*Exercise requirements*. What is needed is an exact retyping of the records below, from the first line through the line that contains "Some(path) => EngineConfig::load(path)".

>>>

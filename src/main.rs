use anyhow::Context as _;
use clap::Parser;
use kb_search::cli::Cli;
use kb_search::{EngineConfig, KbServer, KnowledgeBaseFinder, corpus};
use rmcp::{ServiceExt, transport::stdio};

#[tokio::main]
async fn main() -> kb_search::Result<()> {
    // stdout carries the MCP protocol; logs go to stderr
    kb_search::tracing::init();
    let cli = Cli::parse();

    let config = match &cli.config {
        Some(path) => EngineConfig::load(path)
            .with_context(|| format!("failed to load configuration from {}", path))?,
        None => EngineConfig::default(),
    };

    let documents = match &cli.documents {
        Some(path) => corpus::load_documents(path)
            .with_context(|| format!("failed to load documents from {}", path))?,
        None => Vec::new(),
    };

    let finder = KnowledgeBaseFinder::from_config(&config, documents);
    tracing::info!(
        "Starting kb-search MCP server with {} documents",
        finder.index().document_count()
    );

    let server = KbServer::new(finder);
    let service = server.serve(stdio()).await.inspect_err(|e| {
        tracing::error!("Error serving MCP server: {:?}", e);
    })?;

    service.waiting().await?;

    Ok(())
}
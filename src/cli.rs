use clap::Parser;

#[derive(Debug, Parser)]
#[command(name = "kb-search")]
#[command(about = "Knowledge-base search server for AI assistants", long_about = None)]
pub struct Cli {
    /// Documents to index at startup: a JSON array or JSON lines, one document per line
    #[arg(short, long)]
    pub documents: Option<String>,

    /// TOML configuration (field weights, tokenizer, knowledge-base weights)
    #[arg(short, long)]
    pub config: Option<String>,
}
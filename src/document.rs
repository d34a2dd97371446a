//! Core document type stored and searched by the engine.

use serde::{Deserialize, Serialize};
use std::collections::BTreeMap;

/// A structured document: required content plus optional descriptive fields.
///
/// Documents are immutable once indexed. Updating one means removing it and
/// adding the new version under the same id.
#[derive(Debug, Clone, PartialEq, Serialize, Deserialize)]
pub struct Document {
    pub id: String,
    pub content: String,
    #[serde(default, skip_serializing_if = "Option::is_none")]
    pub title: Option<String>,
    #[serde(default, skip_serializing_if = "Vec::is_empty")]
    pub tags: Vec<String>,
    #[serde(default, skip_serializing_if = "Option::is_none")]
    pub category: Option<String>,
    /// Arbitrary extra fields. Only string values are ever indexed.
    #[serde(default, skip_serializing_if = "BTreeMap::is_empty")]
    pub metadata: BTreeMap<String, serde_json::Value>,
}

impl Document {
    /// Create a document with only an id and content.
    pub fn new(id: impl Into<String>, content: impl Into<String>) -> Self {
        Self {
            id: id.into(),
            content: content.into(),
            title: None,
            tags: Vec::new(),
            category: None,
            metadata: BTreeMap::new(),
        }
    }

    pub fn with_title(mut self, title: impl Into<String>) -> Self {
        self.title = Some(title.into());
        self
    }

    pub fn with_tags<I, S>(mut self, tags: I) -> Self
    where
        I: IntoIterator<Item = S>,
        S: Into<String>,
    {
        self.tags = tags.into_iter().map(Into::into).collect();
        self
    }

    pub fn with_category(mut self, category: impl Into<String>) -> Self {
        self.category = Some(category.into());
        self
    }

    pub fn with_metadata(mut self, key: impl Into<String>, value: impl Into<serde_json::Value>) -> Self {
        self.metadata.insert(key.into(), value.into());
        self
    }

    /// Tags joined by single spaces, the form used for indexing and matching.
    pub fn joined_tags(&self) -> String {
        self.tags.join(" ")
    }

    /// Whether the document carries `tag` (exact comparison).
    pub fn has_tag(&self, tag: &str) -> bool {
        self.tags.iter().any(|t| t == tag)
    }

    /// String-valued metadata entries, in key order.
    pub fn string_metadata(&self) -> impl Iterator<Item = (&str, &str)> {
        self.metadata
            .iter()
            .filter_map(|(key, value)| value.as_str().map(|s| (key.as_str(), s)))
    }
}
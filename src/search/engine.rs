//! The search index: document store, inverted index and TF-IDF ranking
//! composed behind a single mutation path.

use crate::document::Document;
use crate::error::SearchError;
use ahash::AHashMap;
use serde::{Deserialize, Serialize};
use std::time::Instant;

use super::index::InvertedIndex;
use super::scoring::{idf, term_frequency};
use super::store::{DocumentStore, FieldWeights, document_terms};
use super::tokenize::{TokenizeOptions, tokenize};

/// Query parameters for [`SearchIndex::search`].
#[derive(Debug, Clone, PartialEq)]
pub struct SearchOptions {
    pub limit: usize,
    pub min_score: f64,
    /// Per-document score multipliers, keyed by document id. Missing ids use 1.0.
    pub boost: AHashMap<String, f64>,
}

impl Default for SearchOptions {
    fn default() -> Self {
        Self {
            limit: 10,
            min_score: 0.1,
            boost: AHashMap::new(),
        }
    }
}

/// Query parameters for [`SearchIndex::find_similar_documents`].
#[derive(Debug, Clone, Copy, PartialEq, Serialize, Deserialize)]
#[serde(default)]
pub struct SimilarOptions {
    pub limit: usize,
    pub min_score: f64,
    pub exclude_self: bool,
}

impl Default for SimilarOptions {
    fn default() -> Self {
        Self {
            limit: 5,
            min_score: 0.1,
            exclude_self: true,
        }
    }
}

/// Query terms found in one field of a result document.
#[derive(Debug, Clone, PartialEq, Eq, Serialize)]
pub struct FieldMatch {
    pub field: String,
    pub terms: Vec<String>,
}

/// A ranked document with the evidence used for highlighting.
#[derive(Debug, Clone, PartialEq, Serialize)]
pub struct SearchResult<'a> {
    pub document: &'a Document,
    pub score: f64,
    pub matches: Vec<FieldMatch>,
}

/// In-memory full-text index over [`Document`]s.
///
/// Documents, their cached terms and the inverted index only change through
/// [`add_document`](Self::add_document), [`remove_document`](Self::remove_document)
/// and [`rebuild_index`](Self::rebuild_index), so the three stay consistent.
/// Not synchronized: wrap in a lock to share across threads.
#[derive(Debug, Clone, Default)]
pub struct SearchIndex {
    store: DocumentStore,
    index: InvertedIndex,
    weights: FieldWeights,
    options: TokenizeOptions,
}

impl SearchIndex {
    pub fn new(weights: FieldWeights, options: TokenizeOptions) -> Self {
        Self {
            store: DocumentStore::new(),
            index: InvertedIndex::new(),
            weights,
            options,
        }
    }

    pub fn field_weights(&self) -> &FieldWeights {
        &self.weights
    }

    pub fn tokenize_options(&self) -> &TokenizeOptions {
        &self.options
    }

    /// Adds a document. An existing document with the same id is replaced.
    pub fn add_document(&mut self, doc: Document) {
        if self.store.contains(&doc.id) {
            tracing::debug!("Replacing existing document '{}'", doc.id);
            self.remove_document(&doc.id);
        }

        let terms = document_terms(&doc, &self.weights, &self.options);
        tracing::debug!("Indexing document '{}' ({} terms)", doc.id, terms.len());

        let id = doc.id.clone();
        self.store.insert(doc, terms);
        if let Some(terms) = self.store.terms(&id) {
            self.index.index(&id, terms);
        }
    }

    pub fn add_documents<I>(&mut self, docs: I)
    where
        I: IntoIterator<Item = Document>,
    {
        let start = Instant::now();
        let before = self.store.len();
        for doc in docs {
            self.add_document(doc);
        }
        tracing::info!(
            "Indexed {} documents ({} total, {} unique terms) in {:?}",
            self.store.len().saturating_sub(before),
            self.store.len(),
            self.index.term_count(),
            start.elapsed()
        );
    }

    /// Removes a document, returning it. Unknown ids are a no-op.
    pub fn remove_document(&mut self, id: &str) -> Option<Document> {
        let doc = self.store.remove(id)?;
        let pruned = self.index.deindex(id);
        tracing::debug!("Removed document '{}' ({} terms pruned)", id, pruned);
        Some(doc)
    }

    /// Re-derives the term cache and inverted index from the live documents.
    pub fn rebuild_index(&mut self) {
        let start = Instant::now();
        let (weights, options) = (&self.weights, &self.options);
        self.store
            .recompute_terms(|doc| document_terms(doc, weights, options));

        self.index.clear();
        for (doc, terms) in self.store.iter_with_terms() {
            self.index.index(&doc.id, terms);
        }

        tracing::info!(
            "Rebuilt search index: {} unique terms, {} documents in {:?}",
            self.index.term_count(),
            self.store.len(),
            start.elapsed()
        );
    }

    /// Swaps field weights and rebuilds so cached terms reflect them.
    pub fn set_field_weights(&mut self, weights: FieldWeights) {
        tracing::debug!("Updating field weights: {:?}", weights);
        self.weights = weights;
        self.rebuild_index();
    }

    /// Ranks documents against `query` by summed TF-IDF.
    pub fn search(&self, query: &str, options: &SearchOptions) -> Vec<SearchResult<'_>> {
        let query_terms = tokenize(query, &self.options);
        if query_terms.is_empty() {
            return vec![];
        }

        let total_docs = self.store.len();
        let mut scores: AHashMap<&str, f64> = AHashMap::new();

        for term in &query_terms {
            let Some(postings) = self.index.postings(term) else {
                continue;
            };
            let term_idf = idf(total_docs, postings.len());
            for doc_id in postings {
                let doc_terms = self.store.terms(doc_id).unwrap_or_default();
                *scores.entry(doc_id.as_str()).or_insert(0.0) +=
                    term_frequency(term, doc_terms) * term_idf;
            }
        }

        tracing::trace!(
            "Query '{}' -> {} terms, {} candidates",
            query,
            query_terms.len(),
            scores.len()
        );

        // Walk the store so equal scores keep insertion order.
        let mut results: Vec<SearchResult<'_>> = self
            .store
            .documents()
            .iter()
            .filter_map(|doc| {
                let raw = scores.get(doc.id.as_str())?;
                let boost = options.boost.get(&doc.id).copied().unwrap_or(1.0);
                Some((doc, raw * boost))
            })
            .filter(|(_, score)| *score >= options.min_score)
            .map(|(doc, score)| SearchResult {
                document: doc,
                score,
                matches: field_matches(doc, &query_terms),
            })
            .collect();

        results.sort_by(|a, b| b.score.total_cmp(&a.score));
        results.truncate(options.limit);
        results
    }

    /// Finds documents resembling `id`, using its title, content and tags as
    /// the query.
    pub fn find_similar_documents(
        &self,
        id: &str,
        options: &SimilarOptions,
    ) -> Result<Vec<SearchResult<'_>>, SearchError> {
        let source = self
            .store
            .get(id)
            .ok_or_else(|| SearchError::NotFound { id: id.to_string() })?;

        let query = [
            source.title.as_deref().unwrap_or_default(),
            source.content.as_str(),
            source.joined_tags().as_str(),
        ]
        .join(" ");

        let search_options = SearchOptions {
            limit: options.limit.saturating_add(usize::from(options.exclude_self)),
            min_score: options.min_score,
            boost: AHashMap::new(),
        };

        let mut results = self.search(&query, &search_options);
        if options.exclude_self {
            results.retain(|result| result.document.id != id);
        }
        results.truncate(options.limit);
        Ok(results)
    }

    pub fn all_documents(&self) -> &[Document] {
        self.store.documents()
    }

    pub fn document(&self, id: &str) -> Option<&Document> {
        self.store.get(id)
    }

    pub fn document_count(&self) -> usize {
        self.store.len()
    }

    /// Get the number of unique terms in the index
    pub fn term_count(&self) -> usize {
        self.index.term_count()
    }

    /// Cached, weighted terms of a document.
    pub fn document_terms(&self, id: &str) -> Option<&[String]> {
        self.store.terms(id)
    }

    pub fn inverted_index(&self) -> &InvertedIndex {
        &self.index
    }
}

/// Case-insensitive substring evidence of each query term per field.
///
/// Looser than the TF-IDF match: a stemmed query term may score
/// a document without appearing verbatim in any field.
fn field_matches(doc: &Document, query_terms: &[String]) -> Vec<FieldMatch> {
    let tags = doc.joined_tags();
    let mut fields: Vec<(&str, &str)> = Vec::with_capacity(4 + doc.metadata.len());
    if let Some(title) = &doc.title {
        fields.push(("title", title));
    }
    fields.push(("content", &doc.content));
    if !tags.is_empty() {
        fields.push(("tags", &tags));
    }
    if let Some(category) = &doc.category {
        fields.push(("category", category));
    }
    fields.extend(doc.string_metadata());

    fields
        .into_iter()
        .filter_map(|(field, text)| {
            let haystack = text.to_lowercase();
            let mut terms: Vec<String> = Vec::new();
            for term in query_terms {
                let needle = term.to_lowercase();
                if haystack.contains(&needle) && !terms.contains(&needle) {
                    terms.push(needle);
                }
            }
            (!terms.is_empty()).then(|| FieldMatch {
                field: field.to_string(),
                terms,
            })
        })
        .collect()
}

<<<

*Exercise output*.
filename src/main.rs
use anyhow::Context as _;
use clap::Parser;
use kb_search::cli::Cli;
use kb_search::{EngineConfig, KbServer, KnowledgeBaseFinder, corpus};
use rmcp::{ServiceExt, transport::stdio};

#[tokio::main]
async fn main() -> kb_search::Result<()> {
    // stdout carries the MCP protocol; logs go to stderr
    kb_search::tracing::init();
    let cli = Cli::parse();

    let config = match &cli.config {
        Some(path) => EngineConfig::load(path)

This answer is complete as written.